> About this task: Find the lines below that contain the string "Equal", count them, and give only the number.

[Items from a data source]
================

//! Electoral-system metrics over national seat totals.
//!
//! - Seat share = seats / total × 100.
//! - Majority threshold = ceil(total / 2).
//! - Gallagher least-squares index over the union of parties (absent ⇒ 0).
//! - Laakso–Taagepera effective number of parties, 0 when every share is 0.

use std::collections::{BTreeMap, BTreeSet};

#[cfg(feature = "serde")]
use serde::{Deserialize, Serialize};

use sim_core::{ids::PartyId, votes::VoteDistribution};

#[derive(Clone, Debug, PartialEq)]
#[cfg_attr(feature = "serde", derive(Serialize, Deserialize))]
pub struct ElectionMetrics {
    pub total_seats: u32,
    pub majority_threshold: u32,
    pub has_overall_majority: bool,
    /// Most seats; ties go to the first in canonical order. `None` when no seats.
    pub largest_party: Option<PartyId>,
    pub seat_shares: BTreeMap<PartyId, f64>,
    pub gallagher_index: f64,
    pub effective_parties_votes: f64,
    pub effective_parties_seats: f64,
}

#[inline]
pub fn majority_threshold(total_seats: u32) -> u32 {
    total_seats.div_ceil(2)
}

/// Seat shares in percent; empty when `total == 0`.
pub fn seat_shares(seats: &BTreeMap<PartyId, u32>) -> BTreeMap<PartyId, f64> {
    let total: u32 = seats.values().sum();
    if total == 0 {
        return BTreeMap::new();
    }
    seats
        .iter()
        .map(|(p, &s)| (p.clone(), f64::from(s) / f64::from(total) * 100.0))
        .collect()
}

/// `sqrt(½ Σ (v_i − s_i)²)` over every party in either map.
pub fn gallagher_index(vote_shares: &VoteDistribution, seat_shares: &BTreeMap<PartyId, f64>) -> f64 {
    let parties: BTreeSet<&PartyId> = vote_shares.parties().chain(seat_shares.keys()).collect();
    let sum_sq: f64 = parties
        .into_iter()
        .map(|p| {
            let d = vote_shares.get(p) - seat_shares.get(p).copied().unwrap_or(0.0);
            d * d
        })
        .sum();
    (sum_sq / 2.0).sqrt()
}

/// `1 / Σ (share / 100)²`; 0 when the denominator is 0.
pub fn effective_number_of_parties<I>(shares: I) -> f64
where
    I: IntoIterator<Item = f64>,
{
    let denom: f64 = shares.into_iter().map(|s| (s / 100.0) * (s / 100.0)).sum();
    if denom > 0.0 { 1.0 / denom } else { 0.0 }
}

/// Largest seat holder; scans `order` then any other holder by id.
pub fn largest_party(seats: &BTreeMap<PartyId, u32>, order: &[PartyId]) -> Option<PartyId> {
    let scan = order.iter().chain(seats.keys().filter(|p| !order.contains(p)));
    let mut best: Option<(&PartyId, u32)> = None;
    for p in scan {
        let s = seats.get(p).copied().unwrap_or(0);
        if s > best.map_or(0, |(_, b)| b) {
            best = Some((p, s));
        }
    }
    best.map(|(p, _)| p.clone())
}

/// All metrics for a run. `vote_shares` is the national input after renormalization.
pub fn compute_metrics(
    vote_shares: &VoteDistribution,
    seats: &BTreeMap<PartyId, u32>,
    order: &[PartyId],
) -> ElectionMetrics {
    let total_seats: u32 = seats.values().sum();
    let threshold = majority_threshold(total_seats);
    let shares = seat_shares(seats);
    ElectionMetrics {
        total_seats,
        majority_threshold: threshold,
        has_overall_majority: total_seats > 0 && seats.values().any(|&s| s >= threshold),
        largest_party: largest_party(seats, order),
        gallagher_index: gallagher_index(vote_shares, &shares),
        effective_parties_votes: effective_number_of_parties(vote_shares.iter().map(|(_, v)| v)),
        effective_parties_seats: effective_number_of_parties(shares.values().copied()),
        seat_shares: shares,
    }
}
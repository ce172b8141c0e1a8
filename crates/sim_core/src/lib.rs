//! sim_core: core types, reference data, option domains, and diagnostics.
//!
//! This crate is **I/O-free**. It defines the stable types used across the
//! simulator (`sim_algo`, `sim_io`, `sim_pipeline`, `sim_cli`).
//!
//! - Name tokens: `PartyId`, `UnitName`, `RegionId`
//! - `VoteDistribution` (party → percentage) with renormalization
//! - Immutable reference data: party registry, historical relations, baselines
//! - `Scenario`: national input, district pairings and options for one run
//! - Option domains: `SwingType`, `ScoringMethod`, `SimulationOptions`
//! - Deterministic ordering helpers (registry order for tie-breaks)
//! - A diagnostics channel for non-fatal data-quality findings
//!
//! Serialization derives are gated behind the `serde` feature (on by default).

#![forbid(unsafe_code)]

pub mod errors {
    use core::fmt;

    /// Minimal error set for core-domain validation & parsing.
    #[derive(Clone, Copy, Debug, Eq, PartialEq)]
    pub enum CoreError {
        InvalidToken,
        DomainOutOfRange(&'static str),
    }

    impl fmt::Display for CoreError {
        fn fmt(&self, f: &mut fmt::Formatter<'_>) -> fmt::Result {
            match self {
                CoreError::InvalidToken => write!(f, "invalid token"),
                CoreError::DomainOutOfRange(k) => write!(f, "domain out of range: {k}"),
            }
        }
    }

    impl std::error::Error for CoreError {}
}

pub mod ids;
pub mod votes;
pub mod parties;
pub mod reference;
pub mod scenario;
pub mod determinism;
pub mod diagnostics;
pub mod variables;

pub use diagnostics::{Diagnostic, Diagnostics, Severity, Subject};
pub use ids::{PartyId, RegionId, UnitName};
pub use parties::{Bloc, HistoricalTable, PartyClass, PartyInfo, PartyRegistry};
pub use reference::ReferenceData;
pub use scenario::{Pairing, Scenario};
pub use variables::{CoalitionParams, ScoringMethod, SimulationOptions, SwingType};
pub use votes::VoteDistribution;
//! D'Hondt (highest averages) allocation for one district, with full round history.
//!
//! Contract:
//! - Round 0 records the raw votes (quotient = votes, no winner).
//! - Each of the `seats` rounds records `votes / (seats_so_far + 1)` for every
//!   party, then awards the seat to the strict maximum.
//! - Ties go to the first party in the supplied canonical order.
//! - Negative votes count as 0; non-finite votes are an error.
//!
//! Determinism:
//! - Scans run in canonical party order (the `order` slice, then any vote key
//!   it does not list, by id).

use core::cmp::Ordering;
use std::collections::BTreeMap;

#[cfg(feature = "serde")]
use serde::{Deserialize, Serialize};

use sim_core::{ids::PartyId, votes::VoteDistribution};
use thiserror::Error;

#[derive(Debug, Clone, PartialEq, Error)]
pub enum AllocError {
    /// Asked to allocate zero seats.
    #[error("seat count must be at least 1")]
    ZeroSeats,
    /// The district has no parties at all.
    #[error("no parties to allocate between")]
    NoParties,
    /// A vote value is NaN or infinite.
    #[error("vote share for '{0}' is not finite")]
    NonFiniteVotes(PartyId),
}

/// One line of a quotient table.
#[derive(Clone, Debug, PartialEq)]
#[cfg_attr(feature = "serde", derive(Serialize, Deserialize))]
pub struct QuotientRow {
    pub party: PartyId,
    pub votes: f64,
    pub seats_so_far: u32,
    pub quotient: f64,
}

/// Snapshot of one round: the table the award was decided on, and the winner.
#[derive(Clone, Debug, PartialEq)]
#[cfg_attr(feature = "serde", derive(Serialize, Deserialize))]
pub struct AllocationRound {
    pub round: u32,
    pub rows: Vec<QuotientRow>,
    /// `None` for round 0.
    pub winner: Option<PartyId>,
}

/// Final seats plus the `seats + 1` round records.
#[derive(Clone, Debug, PartialEq)]
#[cfg_attr(feature = "serde", derive(Serialize, Deserialize))]
pub struct Apportionment {
    pub seats: BTreeMap<PartyId, u32>,
    pub history: Vec<AllocationRound>,
}

impl Apportionment {
    /// Seats allocated in total.
    pub fn total_seats(&self) -> u32 {
        self.seats.values().sum()
    }

    /// Closing highest-averages table: for every party and divisor
    /// `d = 1..=S` the row `(party, votes, d - 1, votes / d)`, sorted by
    /// quotient descending (ties: canonical party order, then divisor).
    ///
    /// The first `S` rows are exactly the awarded seats.
    pub fn closing_table(&self) -> Vec<QuotientRow> {
        let seats = self.total_seats();
        let Some(initial) = self.history.first() else {
            return Vec::new();
        };
        let mut rows: Vec<(usize, QuotientRow)> = Vec::with_capacity(initial.rows.len() * seats as usize);
        for (rank, r) in initial.rows.iter().enumerate() {
            for d in 1..=seats {
                rows.push((
                    rank,
                    QuotientRow {
                        party: r.party.clone(),
                        votes: r.votes,
                        seats_so_far: d - 1,
                        quotient: r.votes / f64::from(d),
                    },
                ));
            }
        }
        rows.sort_by(|(ra, a), (rb, b)| match b.quotient.total_cmp(&a.quotient) {
            Ordering::Equal => ra.cmp(rb).then(a.seats_so_far.cmp(&b.seats_so_far)),
            o => o,
        });
        rows.into_iter().map(|(_, r)| r).collect()
    }
}

/// Allocate `seats` seats by D'Hondt, recording every round.
///
/// `order` is the canonical tie-break order; vote keys missing from it are
/// appended by id. Parties listed in `order` but absent from `votes` take part
/// with 0 votes.
pub fn allocate_dhondt(
    votes: &VoteDistribution,
    seats: u32,
    order: &[PartyId],
) -> Result<Apportionment, AllocError> {
    if seats == 0 {
        return Err(AllocError::ZeroSeats);
    }
    let parties = scan_order(votes, order);
    if parties.is_empty() {
        return Err(AllocError::NoParties);
    }

    let mut v: Vec<f64> = Vec::with_capacity(parties.len());
    for p in &parties {
        let x = votes.get(p);
        if !x.is_finite() {
            return Err(AllocError::NonFiniteVotes(p.clone()));
        }
        v.push(x.max(0.0));
    }

    let mut won: Vec<u32> = vec![0; parties.len()];
    let mut history = Vec::with_capacity(seats as usize + 1);
    history.push(AllocationRound {
        round: 0,
        rows: parties
            .iter()
            .zip(&v)
            .map(|(p, &x)| QuotientRow { party: p.clone(), votes: x, seats_so_far: 0, quotient: x })
            .collect(),
        winner: None,
    });

    for round in 1..=seats {
        let rows: Vec<QuotientRow> = parties
            .iter()
            .enumerate()
            .map(|(i, p)| QuotientRow {
                party: p.clone(),
                votes: v[i],
                seats_so_far: won[i],
                quotient: v[i] / f64::from(won[i] + 1),
            })
            .collect();

        // Strict `>`: the first party in scan order keeps a tie.
        let mut best = 0usize;
        for (i, r) in rows.iter().enumerate().skip(1) {
            if r.quotient > rows[best].quotient {
                best = i;
            }
        }
        won[best] += 1;
        history.push(AllocationRound { round, rows, winner: Some(parties[best].clone()) });
    }

    let seats = parties.into_iter().zip(won).collect();
    Ok(Apportionment { seats, history })
}

/// `order` (deduplicated) followed by vote keys it does not mention.
fn scan_order(votes: &VoteDistribution, order: &[PartyId]) -> Vec<PartyId> {
    let mut out: Vec<PartyId> = Vec::with_capacity(order.len() + votes.len());
    for p in order {
        if !out.contains(p) {
            out.push(p.clone());
        }
    }
    for p in votes.parties() {
        if !out.contains(p) {
            out.push(p.clone());
        }
    }
    out
}

#[cfg(test)]
mod tests {
    use super::*;

    fn pid(s: &str) -> PartyId { s.parse().unwrap() }

    fn dist(pairs: &[(&str, f64)]) -> VoteDistribution {
        pairs.iter().map(|(p, v)| (pid(p), *v)).collect()
    }

    fn order(ids: &[&str]) -> Vec<PartyId> { ids.iter().map(|s| pid(s)).collect() }

    #[test]
    fn fifty_thirty_twenty_over_six_seats() {
        let votes = dist(&[("A", 50.0), ("B", 30.0), ("C", 20.0)]);
        let out = allocate_dhondt(&votes, 6, &order(&["A", "B", "C"])).unwrap();
        assert_eq!(out.seats[&pid("A")], 3);
        assert_eq!(out.seats[&pid("B")], 2);
        assert_eq!(out.seats[&pid("C")], 1);
        assert_eq!(out.history.len(), 7);

        let winners: Vec<&str> = out.history[1..]
            .iter()
            .map(|r| r.winner.as_ref().unwrap().as_str())
            .collect();
        // 50, 30, 25, 20, 16.67, 15
        assert_eq!(winners, vec!["A", "B", "A", "C", "A", "B"]);
    }

    #[test]
    fn round_zero_is_raw_votes() {
        let votes = dist(&[("A", 60.0), ("B", 40.0)]);
        let out = allocate_dhondt(&votes, 2, &order(&["A", "B"])).unwrap();
        let r0 = &out.history[0];
        assert!(r0.winner.is_none());
        assert_eq!(r0.rows[0].quotient, 60.0);
        // Round 2 shows A's halved quotient.
        let r2 = &out.history[2];
        assert_eq!(r2.rows[0].seats_so_far, 1);
        assert_eq!(r2.rows[0].quotient, 30.0);
    }

    #[test]
    fn ties_go_to_first_in_order() {
        let votes = dist(&[("A", 50.0), ("B", 50.0)]);
        let first = allocate_dhondt(&votes, 1, &order(&["B", "A"])).unwrap();
        assert_eq!(first.seats[&pid("B")], 1);
        let again = allocate_dhondt(&votes, 1, &order(&["A", "B"])).unwrap();
        assert_eq!(again.seats[&pid("A")], 1);
    }

    #[test]
    fn closing_table_top_rows_are_the_awards() {
        let votes = dist(&[("A", 50.0), ("B", 30.0), ("C", 20.0)]);
        let out = allocate_dhondt(&votes, 6, &order(&["A", "B", "C"])).unwrap();
        let table = out.closing_table();
        assert_eq!(table.len(), 18);
        let mut counted: BTreeMap<PartyId, u32> = BTreeMap::new();
        for r in &table[..6] {
            *counted.entry(r.party.clone()).or_default() += 1;
        }
        assert_eq!(counted, out.seats);
        // First unallocated row: A's fourth divisor, 12.5.
        assert_eq!(table[6].party.as_str(), "A");
        assert_eq!(table[6].seats_so_far, 3);
        assert_eq!(table[6].quotient, 12.5);
        // Equal quotients (10.0) fall back to canonical order.
        let tens: Vec<&str> = table[7..10].iter().map(|r| r.party.as_str()).collect();
        assert_eq!(tens, vec!["A", "B", "C"]);
    }

    #[test]
    fn errors_and_degenerate_inputs() {
        let votes = dist(&[("A", 10.0)]);
        assert_eq!(allocate_dhondt(&votes, 0, &[]), Err(AllocError::ZeroSeats));
        assert_eq!(
            allocate_dhondt(&VoteDistribution::new(), 3, &[]),
            Err(AllocError::NoParties)
        );
        let bad = dist(&[("A", f64::NAN)]);
        assert!(matches!(allocate_dhondt(&bad, 1, &[]), Err(AllocError::NonFiniteVotes(_))));
        assert_eq!(
            AllocError::NonFiniteVotes(pid("A")).to_string(),
            "vote share for 'A' is not finite"
        );
        assert_eq!(AllocError::ZeroSeats.to_string(), "seat count must be at least 1");
        let neg = dist(&[("A", -5.0), ("B", 1.0)]);
        let out = allocate_dhondt(&neg, 2, &order(&["A", "B"])).unwrap();
        assert_eq!(out.seats[&pid("B")], 2);
    }
}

================

> Completed exercise: 2